(Saved entries)
= = = = = = =

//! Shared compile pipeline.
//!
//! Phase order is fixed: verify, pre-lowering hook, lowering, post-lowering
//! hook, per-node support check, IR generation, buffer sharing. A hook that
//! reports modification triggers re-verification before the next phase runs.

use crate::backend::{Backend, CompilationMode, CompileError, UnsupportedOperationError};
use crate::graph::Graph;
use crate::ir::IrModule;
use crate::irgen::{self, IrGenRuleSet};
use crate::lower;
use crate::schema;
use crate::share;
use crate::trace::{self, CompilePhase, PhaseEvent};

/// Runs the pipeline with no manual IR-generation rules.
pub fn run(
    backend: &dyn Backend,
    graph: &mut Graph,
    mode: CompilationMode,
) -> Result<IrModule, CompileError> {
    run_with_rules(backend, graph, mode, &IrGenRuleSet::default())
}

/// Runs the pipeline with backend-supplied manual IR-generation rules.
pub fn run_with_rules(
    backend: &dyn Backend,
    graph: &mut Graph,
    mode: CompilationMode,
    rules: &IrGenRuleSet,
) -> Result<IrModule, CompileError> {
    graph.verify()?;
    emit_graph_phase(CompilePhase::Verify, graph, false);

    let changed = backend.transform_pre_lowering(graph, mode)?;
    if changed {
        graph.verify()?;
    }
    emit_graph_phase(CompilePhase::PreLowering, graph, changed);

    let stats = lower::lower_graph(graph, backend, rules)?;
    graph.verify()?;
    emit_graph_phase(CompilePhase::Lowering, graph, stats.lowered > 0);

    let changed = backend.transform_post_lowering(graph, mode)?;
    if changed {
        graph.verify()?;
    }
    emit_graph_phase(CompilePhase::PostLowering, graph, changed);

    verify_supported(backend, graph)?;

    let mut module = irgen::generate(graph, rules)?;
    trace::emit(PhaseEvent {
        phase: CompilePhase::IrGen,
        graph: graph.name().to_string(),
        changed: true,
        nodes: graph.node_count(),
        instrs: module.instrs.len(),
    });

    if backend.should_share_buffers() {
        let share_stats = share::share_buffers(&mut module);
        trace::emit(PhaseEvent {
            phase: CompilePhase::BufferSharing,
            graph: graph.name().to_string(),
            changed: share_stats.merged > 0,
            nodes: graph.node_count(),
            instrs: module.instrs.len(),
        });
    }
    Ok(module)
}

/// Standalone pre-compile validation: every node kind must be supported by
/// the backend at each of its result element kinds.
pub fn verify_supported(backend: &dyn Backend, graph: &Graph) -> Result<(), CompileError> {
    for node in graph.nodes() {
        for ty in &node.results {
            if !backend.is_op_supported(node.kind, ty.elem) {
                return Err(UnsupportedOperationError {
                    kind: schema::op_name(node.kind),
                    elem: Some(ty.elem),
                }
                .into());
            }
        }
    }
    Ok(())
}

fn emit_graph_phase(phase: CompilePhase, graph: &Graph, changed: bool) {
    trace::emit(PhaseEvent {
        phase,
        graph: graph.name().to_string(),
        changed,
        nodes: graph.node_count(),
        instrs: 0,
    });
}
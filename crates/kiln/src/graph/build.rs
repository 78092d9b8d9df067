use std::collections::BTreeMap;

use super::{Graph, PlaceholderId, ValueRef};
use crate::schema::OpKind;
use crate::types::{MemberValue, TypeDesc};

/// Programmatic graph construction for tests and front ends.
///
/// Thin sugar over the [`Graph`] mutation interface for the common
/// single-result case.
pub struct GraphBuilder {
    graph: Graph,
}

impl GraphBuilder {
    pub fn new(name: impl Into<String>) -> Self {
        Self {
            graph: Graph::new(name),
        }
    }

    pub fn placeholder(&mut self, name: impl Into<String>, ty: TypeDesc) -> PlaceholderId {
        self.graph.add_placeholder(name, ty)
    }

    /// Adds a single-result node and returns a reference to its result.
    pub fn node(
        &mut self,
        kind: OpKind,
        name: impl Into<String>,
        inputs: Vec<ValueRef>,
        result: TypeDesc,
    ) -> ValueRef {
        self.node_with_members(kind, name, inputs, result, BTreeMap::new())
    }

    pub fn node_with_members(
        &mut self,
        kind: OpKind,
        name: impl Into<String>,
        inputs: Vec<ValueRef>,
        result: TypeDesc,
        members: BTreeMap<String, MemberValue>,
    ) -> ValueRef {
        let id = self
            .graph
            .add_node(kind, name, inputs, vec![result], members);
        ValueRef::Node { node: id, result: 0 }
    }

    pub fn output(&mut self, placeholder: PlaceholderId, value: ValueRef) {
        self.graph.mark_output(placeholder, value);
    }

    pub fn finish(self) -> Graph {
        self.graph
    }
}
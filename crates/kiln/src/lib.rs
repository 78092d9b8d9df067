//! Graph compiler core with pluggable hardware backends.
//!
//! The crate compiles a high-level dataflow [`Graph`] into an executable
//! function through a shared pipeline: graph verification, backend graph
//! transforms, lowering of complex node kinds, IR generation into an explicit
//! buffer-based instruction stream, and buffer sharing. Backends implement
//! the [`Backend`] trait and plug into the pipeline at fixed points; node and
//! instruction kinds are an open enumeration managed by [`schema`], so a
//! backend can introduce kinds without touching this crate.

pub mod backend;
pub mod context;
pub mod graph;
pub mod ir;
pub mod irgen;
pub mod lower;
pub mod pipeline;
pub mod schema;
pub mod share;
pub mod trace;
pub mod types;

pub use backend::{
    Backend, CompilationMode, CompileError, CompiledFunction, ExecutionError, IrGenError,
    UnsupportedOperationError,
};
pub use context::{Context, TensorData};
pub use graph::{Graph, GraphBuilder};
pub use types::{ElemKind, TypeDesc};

= = = = = = =

> EXERCISE DIRECTIONS
Please make the answer a complete, exact reproduction of the records.

> EXERCISE RESULT
//! Shared compile pipeline.
//!
//! Phase order is fixed: verify, pre-lowering hook, lowering, post-lowering
//! hook, per-node support check, IR generation, buffer sharing. A hook that
//! reports modification triggers re-verification before the next phase runs.

use crate::backend::{Backend, CompilationMode, CompileError, UnsupportedOperationError};
use crate::graph::Graph;
use crate::ir::IrModule;
use crate::irgen::{self, IrGenRuleSet};
use crate::lower;
use crate::schema;
use crate::share;
use crate::trace::{self, CompilePhase, PhaseEvent};

/// Runs the pipeline with no manual IR-generation rules.
pub fn run(
    backend: &dyn Backend,
    graph: &mut Graph,
    mode: CompilationMode,
) -> Result<IrModule, CompileError> {
    run_with_rules(backend, graph, mode, &IrGenRuleSet::default())
}

/// Runs the pipeline with backend-supplied manual IR-generation rules.
pub fn run_with_rules(
    backend: &dyn Backend,
    graph: &mut Graph,
    mode: CompilationMode,
    rules: &IrGenRuleSet,
) -> Result<IrModule, CompileError> {
    graph.verify()?;
    emit_graph_phase(CompilePhase::Verify, graph, false);

    let changed = backend.transform_pre_lowering(graph, mode)?;
    if changed {
        graph.verify()?;
    }
    emit_graph_phase(CompilePhase::PreLowering, graph, changed);

    let stats = lower::lower_graph(graph, backend, rules)?;
    graph.verify()?;
    emit_graph_phase(CompilePhase::Lowering, graph, stats.lowered > 0);

    let changed = backend.transform_post_lowering(graph, mode)?;
    if changed {
        graph.verify()?;
    }
    emit_graph_phase(CompilePhase::PostLowering, graph, changed);

    verify_supported(backend, graph)?;

    let mut module = irgen::generate(graph, rules)?;
    trace::emit(PhaseEvent {
        phase: CompilePhase::IrGen,
        graph: graph.name().to_string(),
        changed: true,
        nodes: graph.node_count(),
        instrs: module.instrs.len(),
    });

    if backend.should_share_buffers() {
        let share_stats = share::share_buffers(&mut module);
        trace::emit(PhaseEvent {
            phase: CompilePhase::BufferSharing,
            graph: graph.name().to_string(),
            changed: share_stats.merged > 0,
            nodes: graph.node_count(),
            instrs: module.instrs.len(),
        });
    }
    Ok(module)
}

/// Standalone pre-compile validation: every node kind must be supported by
/// the backend at each of its result element kinds.
pub fn verify_supported(backend: &dyn Backend, graph: &Graph) -> Result<(), CompileError> {
    for node in graph.nodes() {
        for ty in &node.results {
            if !backend.is_op_supported(node.kind, ty.elem) {
                return Err(UnsupportedOperationError {
                    kind: schema::op_name(node.kind),
                    elem: Some(ty.elem),
                }
                .into());
            }
        }
    }
    Ok(())
}

fn emit_graph_phase(phase: CompilePhase, graph: &Graph, changed: bool) {
    trace::emit(PhaseEvent {
        phase,
        graph: graph.name().to_string(),
        changed,
        nodes: graph.node_count(),
        instrs: 0,
    });
}
filename crates/kiln/src/graph/build.rs
repository 78092d9b8d9df067
use std::collections::BTreeMap;

use super::{Graph, PlaceholderId, ValueRef};
use crate::schema::OpKind;
use crate::types::{MemberValue, TypeDesc};

/// Programmatic graph construction for tests and front ends.
///
/// Thin sugar over the [`Graph`] mutation interface for the common
/// single-result case.
pub struct GraphBuilder {
    graph: Graph,
}

impl GraphBuilder {
    pub fn new(name: impl Into<String>) -> Self {
        Self {
            graph: Graph::new(name),
        }
    }

    pub fn placeholder(&mut self, name: impl Into<String>, ty: TypeDesc) -> PlaceholderId {
        self.graph.add_placeholder(name, ty)
    }

    /// Adds a single-result node and returns a reference to its result.
    pub fn node(
        &mut self,
        kind: OpKind,
        name: impl Into<String>,
        inputs: Vec<ValueRef>,
        result: TypeDesc,
    ) -> ValueRef {
        self.node_with_members(kind, name, inputs, result, BTreeMap::new())
    }

    pub fn node_with_members(
        &mut self,
        kind: OpKind,
        name: impl Into<String>,
        inputs: Vec<ValueRef>,
        result: TypeDesc,
        members: BTreeMap<String, MemberValue>,
    ) -> ValueRef {
        let id = self
            .graph
            .add_node(kind, name, inputs, vec![result], members);
        ValueRef::Node { node: id, result: 0 }
    }

    pub fn output(&mut self, placeholder: PlaceholderId, value: ValueRef) {
        self.graph.mark_output(placeholder, value);
    }

    pub fn finish(self) -> Graph {
        self.graph
    }
}
filename crates/kiln/src/lib.rs
repository 78092d9b8d9df067
//! Graph compiler core with pluggable hardware backends.
//!
//! The crate compiles a high-level dataflow [`Graph`] into an executable
//! function through a shared pipeline: graph verification, backend graph
//! transforms, lowering of complex node kinds, IR generation into an explicit
//! buffer-based instruction stream, and buffer sharing. Backends implement
//! the [`Backend`] trait and plug into the pipeline at fixed points; node and
//! instruction kinds are an open enumeration managed by [`schema`], so a
//! backend can introduce kinds without touching this crate.

pub mod backend;
pub mod context;
pub mod graph;
pub mod ir;
pub mod irgen;
pub mod lower;
pub mod pipeline;
pub mod schema;
pub mod share;
pub mod trace;
pub mod types;

pub use backend::{
    Backend, CompilationMode, CompileError, CompiledFunction, ExecutionError, IrGenError,
    UnsupportedOperationError,
};
pub use context::{Context, TensorData};
pub use graph::{Graph, GraphBuilder};
pub use types::{ElemKind, TypeDesc};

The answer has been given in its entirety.